Tucked into the roadside at Massytown on the edge of Macroom, this mill on the Sullane River carries a quietly complicated history inside its walls.

What looks from the outside like a single industrial building is in fact several mills folded into one, each layer added or repurposed as circumstances changed, and the whole ensemble still processing oats today.

The older of the two principal structures is a rectangular carding mill, a carding mill being a facility for combing wool fibres before spinning, measuring roughly 19 by 12 metres. Onto its western side, the Walton family, who had connections to a nearby flour mill, added an oat mill in 1832. By the time the Ordnance Survey mapped the area at six-inch scale in 1842, the complex was recorded as a flour mill, with a mill race running along the northern wall and directly through the carding mill itself.
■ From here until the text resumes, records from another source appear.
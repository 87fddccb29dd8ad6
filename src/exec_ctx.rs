//! Execution context shared by every model call in a request.
//!
//! [`ExecCtx`] carries the HTTP client, LLM backend, endpoint, model id,
//! backoff policy, cancellation handle, and optional event handler. It holds
//! no mutable state, so one context can serve many concurrent requests.

use crate::backend::{Backend, BackoffConfig, OllamaBackend};
use crate::config::LlmConfig;
use crate::events::EventHandler;
use reqwest::Client;
use std::sync::{
    atomic::{AtomicBool, Ordering},
    Arc,
};
use std::time::Duration;

/// Environment variable for the provider base URL.
pub const ENV_LLM_URL: &str = "WIKI_QUIZ_LLM_URL";
/// Environment variable for the model identifier.
pub const ENV_MODEL: &str = "WIKI_QUIZ_MODEL";

const DEFAULT_BASE_URL: &str = "http://localhost:11434";
const DEFAULT_MODEL: &str = "llama3.2:3b";

/// Shared execution context for model calls.
///
/// # Example
///
/// ```
/// use wiki_quiz::ExecCtx;
/// use wiki_quiz::backend::BackoffConfig;
///
/// let ctx = ExecCtx::builder("http://localhost:11434")
///     .model("llama3.2:3b")
///     .backoff(BackoffConfig::interactive())
///     .build();
/// assert_eq!(ctx.model, "llama3.2:3b");
/// ```
pub struct ExecCtx {
    /// HTTP client (cheap to clone -- uses `Arc` internally).
    pub client: Client,
    /// Base URL for the LLM provider (e.g. `http://localhost:11434`).
    pub base_url: String,
    /// LLM backend. Default: [`OllamaBackend`].
    pub backend: Arc<dyn Backend>,
    /// Rate-limit retry policy. Default: [`BackoffConfig::standard()`].
    pub backoff: BackoffConfig,
    /// Model identifier sent with every request.
    pub model: String,
    /// Sampling configuration sent with every request.
    pub llm: LlmConfig,
    /// Optional cancellation flag, checked around every model call and wait.
    pub cancellation: Option<Arc<AtomicBool>>,
    /// Optional event handler for lifecycle events.
    pub event_handler: Option<Arc<dyn EventHandler>>,
}

impl ExecCtx {
    /// Create a new builder.
    pub fn builder(base_url: impl Into<String>) -> ExecCtxBuilder {
        ExecCtxBuilder {
            client: None,
            base_url: base_url.into(),
            backend: None,
            backoff: None,
            model: None,
            llm: None,
            cancellation: None,
            event_handler: None,
            timeout: None,
        }
    }

    /// Builder seeded from `WIKI_QUIZ_LLM_URL` and `WIKI_QUIZ_MODEL`.
    pub fn from_env() -> ExecCtxBuilder {
        let base_url =
            std::env::var(ENV_LLM_URL).unwrap_or_else(|_| DEFAULT_BASE_URL.to_string());
        let builder = Self::builder(base_url);
        match std::env::var(ENV_MODEL) {
            Ok(model) if !model.trim().is_empty() => builder.model(model),
            _ => builder,
        }
    }

    /// Check whether cancellation has been requested.
    pub fn is_cancelled(&self) -> bool {
        self.cancellation
            .as_ref()
            .is_some_and(|c| c.load(Ordering::Relaxed))
    }

    /// Return an error if cancellation has been requested.
    pub fn check_cancelled(&self) -> crate::error::Result<()> {
        if self.is_cancelled() {
            return Err(crate::PipelineError::Cancelled);
        }
        Ok(())
    }

    /// Get a reference to the cancellation AtomicBool, if set.
    pub fn cancel_flag(&self) -> Option<&AtomicBool> {
        self.cancellation.as_deref()
    }
}

impl std::fmt::Debug for ExecCtx {
    fn fmt(&self, f: &mut std::fmt::Formatter<'_>) -> std::fmt::Result {
        f.debug_struct("ExecCtx")
            .field("base_url", &self.base_url)
            .field("backend", &self.backend.name())
            .field("model", &self.model)
            .field("backoff", &self.backoff)
            .field("has_cancellation", &self.cancellation.is_some())
            .field("has_event_handler", &self.event_handler.is_some())
            .finish()
    }
}

/// Builder for [`ExecCtx`].
pub struct ExecCtxBuilder {
    client: Option<Client>,
    base_url: String,
    backend: Option<Arc<dyn Backend>>,
    backoff: Option<BackoffConfig>,
    model: Option<String>,
    llm: Option<LlmConfig>,
    cancellation: Option<Arc<AtomicBool>>,
    event_handler: Option<Arc<dyn EventHandler>>,
    timeout: Option<Duration>,
}

impl ExecCtxBuilder {
    /// Set the HTTP client. If not set, a default client is created.
    pub fn client(mut self, client: Client) -> Self {
        self.client = Some(client);
        self
    }

    /// Set the LLM backend. Default: [`OllamaBackend`].
    pub fn backend(mut self, backend: Arc<dyn Backend>) -> Self {
        self.backend = Some(backend);
        self
    }

    /// Set the rate-limit retry policy. Default: [`BackoffConfig::standard()`].
    pub fn backoff(mut self, config: BackoffConfig) -> Self {
        self.backoff = Some(config);
        self
    }

    /// Set the model identifier. Default: `llama3.2:3b`.
    pub fn model(mut self, model: impl Into<String>) -> Self {
        self.model = Some(model.into());
        self
    }

    /// Set the sampling configuration. Default: [`LlmConfig::default()`].
    pub fn llm_config(mut self, config: LlmConfig) -> Self {
        self.llm = Some(config);
        self
    }

    /// Set the cancellation flag.
    pub fn cancellation(mut self, cancel: Option<Arc<AtomicBool>>) -> Self {
        self.cancellation = cancel;
        self
    }

    /// Set the event handler.
    pub fn event_handler(mut self, handler: Arc<dyn EventHandler>) -> Self {
        self.event_handler = Some(handler);
        self
    }

    /// Set the per-request HTTP timeout. Default: 60 seconds.
    ///
    /// Ignored when a custom `Client` is supplied via `.client()`.
    pub fn timeout(mut self, timeout: Duration) -> Self {
        self.timeout = Some(timeout);
        self
    }

    /// Build the execution context.
    pub fn build(self) -> ExecCtx {
        let timeout = self.timeout.unwrap_or(Duration::from_secs(60));
        let client = self.client.unwrap_or_else(|| {
            Client::builder()
                .timeout(timeout)
                .build()
                .unwrap_or_else(|_| Client::new())
        });
        ExecCtx {
            client,
            base_url: normalize_base_url(&self.base_url),
            backend: self.backend.unwrap_or_else(|| Arc::new(OllamaBackend)),
            backoff: self.backoff.unwrap_or_default(),
            model: self.model.unwrap_or_else(|| DEFAULT_MODEL.to_string()),
            llm: self.llm.unwrap_or_default(),
            cancellation: self.cancellation,
            event_handler: self.event_handler,
        }
    }
}

/// Strip known provider path suffixes from a base URL.
/// e.g., "http://localhost:11434/api" -> "http://localhost:11434"
fn normalize_base_url(url: &str) -> String {
    let trimmed = url.trim_end_matches('/');
    for suffix in &["/api/generate", "/api/chat", "/api"] {
        if let Some(stripped) = trimmed.strip_suffix(suffix) {
            return stripped.to_string();
        }
    }
    trimmed.to_string()
}
//! Generation diagnostics.
//!
//! [`GenerationDiagnostics`] records what it took to produce a quiz: how
//! often the provider rate-limited us, whether the model had to repair its
//! own JSON, how many supplemental rounds ran, and how many questions came
//! from the model versus local synthesis.

use crate::output_parser::RecoveryStage;

/// What happened while generating one quiz.
///
/// # Example
///
/// ```
/// use wiki_quiz::diagnostics::GenerationDiagnostics;
///
/// let diag = GenerationDiagnostics::default();
/// assert!(diag.clean());
/// ```
#[derive(Debug, Clone, Default, PartialEq)]
pub struct GenerationDiagnostics {
    /// Rate-limit retries across every model call.
    pub transport_retries: u32,

    /// Total time spent in backoff waits (milliseconds).
    pub backoff_total_ms: u64,

    /// Whether the analysis needed a model-assisted repair.
    pub analysis_repaired: bool,

    /// Whether the initial question list needed a model-assisted repair.
    pub quiz_repaired: bool,

    /// Recovery stage that produced the initial question list.
    pub quiz_recovery: Option<RecoveryStage>,

    /// Supplemental rounds actually run.
    pub supplemental_rounds: u32,

    /// Questions that came from the model (after dedup).
    pub model_questions: usize,

    /// Filler questions synthesized locally.
    pub synthesized_questions: usize,
}

impl GenerationDiagnostics {
    /// True when the model delivered everything on the first try.
    pub fn clean(&self) -> bool {
        self.transport_retries == 0
            && !self.analysis_repaired
            && !self.quiz_repaired
            && self.supplemental_rounds == 0
            && self.synthesized_questions == 0
    }

    /// Fold in transport retry counters from one model call.
    pub(crate) fn record_transport(&mut self, retries: u32, backoff_ms: u64) {
        self.transport_retries += retries;
        self.backoff_total_ms += backoff_ms;
    }
}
By 1904, the same survey showed the water supply had been substantially rerouted: a new channel drew from the Sullane River about one and a half kilometres to the southwest, filled a mill pond to the north of the building, and fed into a wheel-pit inside the mill. That pit was later fitted, in 1956, with a Craig Francis Turbine brought from Crossmaglen, in County Armagh. A Francis Turbine is a type of water-driven turbine in which water flows inward through fixed guide vanes and spins a runner, extracting energy efficiently from relatively low heads of water. The mill was burnt in the early 1920s, during the period of widespread destruction that accompanied the War of Independence and Civil War, and was subsequently refitted with the machinery still in place. Two pairs of millstones, one for shelling and one for grinding, sit on a low iron table above cogged gearing driven by a belt and pulley system from the turbine, though water shortages mean electricity now does most of the work. A small enclosed flour mill added in the 1930s occupies the northwest corner; it ran only during the Second World War, when supply pressures made local milling worthwhile again. Upper floors hold cleaning machinery, and grain moves between levels by elevator.